• _Task statement_: Up to and including the line containing "fn get_chain(&self) -> ChainSnapshot;", set down each line of the entries below exactly, starting from the first, and leave out the rest.

• _Material provided_:
//! # Inbound Ports
//!
//! API of the sync subsystem.

use async_trait::async_trait;
use pl_01_chain_integrity::Block;
use tokio::task::JoinHandle;

use crate::domain::{
    ChainSnapshot, HealthReport, Peer, ReceiveOutcome, SyncError, SyncReport, TransportError,
};

#[async_trait]
pub trait SyncApi: Send + Sync {
    /// Register (or refresh) a peer as active.
    fn add_peer(&self, id: &str, address: &str, port: u16) -> Peer;

    fn active_peers(&self) -> Vec<Peer>;

    /// Push `block` to every active peer, one task per peer.
    ///
    /// Fire-and-forget: each handle resolves to that peer's delivery result
    /// for callers that want to wait or count failures. A failed peer is
    /// already marked inactive by then. Must be called from within a tokio
    /// runtime.
    fn broadcast_block(&self, block: Block) -> Vec<JoinHandle<Result<(), TransportError>>>;

    /// Accept a block pushed by a peer.
    ///
    /// # Errors
    /// `InvalidBlock` if the block fails integrity or does not extend the
    /// local tail. The chain is unchanged in that case.
    fn receive_block(&self, block: Block) -> Result<ReceiveOutcome, SyncError>;

    fn get_chain(&self) -> ChainSnapshot;

    /// Pull every active peer's chain and adopt the longest valid one that
    /// is strictly longer than ours.
    ///
    /// # Errors
    /// `Unreachable` only when every contacted peer failed at transport
    /// level. Invalid or shorter chains are reported, not returned as errors.
    async fn sync_with_peers(&self) -> Result<SyncReport, SyncError>;

    /// Probe every known peer and update its liveness.
    async fn health_check(&self) -> HealthReport;
}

• _Exercise solution_:
//! # Inbound Ports
//!
//! API of the sync subsystem.

use async_trait::async_trait;
use pl_01_chain_integrity::Block;
use tokio::task::JoinHandle;

use crate::domain::{
    ChainSnapshot, HealthReport, Peer, ReceiveOutcome, SyncError, SyncReport, TransportError,
};

#[async_trait]
pub trait SyncApi: Send + Sync {
    /// Register (or refresh) a peer as active.
    fn add_peer(&self, id: &str, address: &str, port: u16) -> Peer;

    fn active_peers(&self) -> Vec<Peer>;

    /// Push `block` to every active peer, one task per peer.
    ///
    /// Fire-and-forget: each handle resolves to that peer's delivery result
    /// for callers that want to wait or count failures. A failed peer is
    /// already marked inactive by then. Must be called from within a tokio
    /// runtime.
    fn broadcast_block(&self, block: Block) -> Vec<JoinHandle<Result<(), TransportError>>>;

    /// Accept a block pushed by a peer.
    ///
    /// # Errors
    /// `InvalidBlock` if the block fails integrity or does not extend the
    /// local tail. The chain is unchanged in that case.
    fn receive_block(&self, block: Block) -> Result<ReceiveOutcome, SyncError>;

    fn get_chain(&self) -> ChainSnapshot;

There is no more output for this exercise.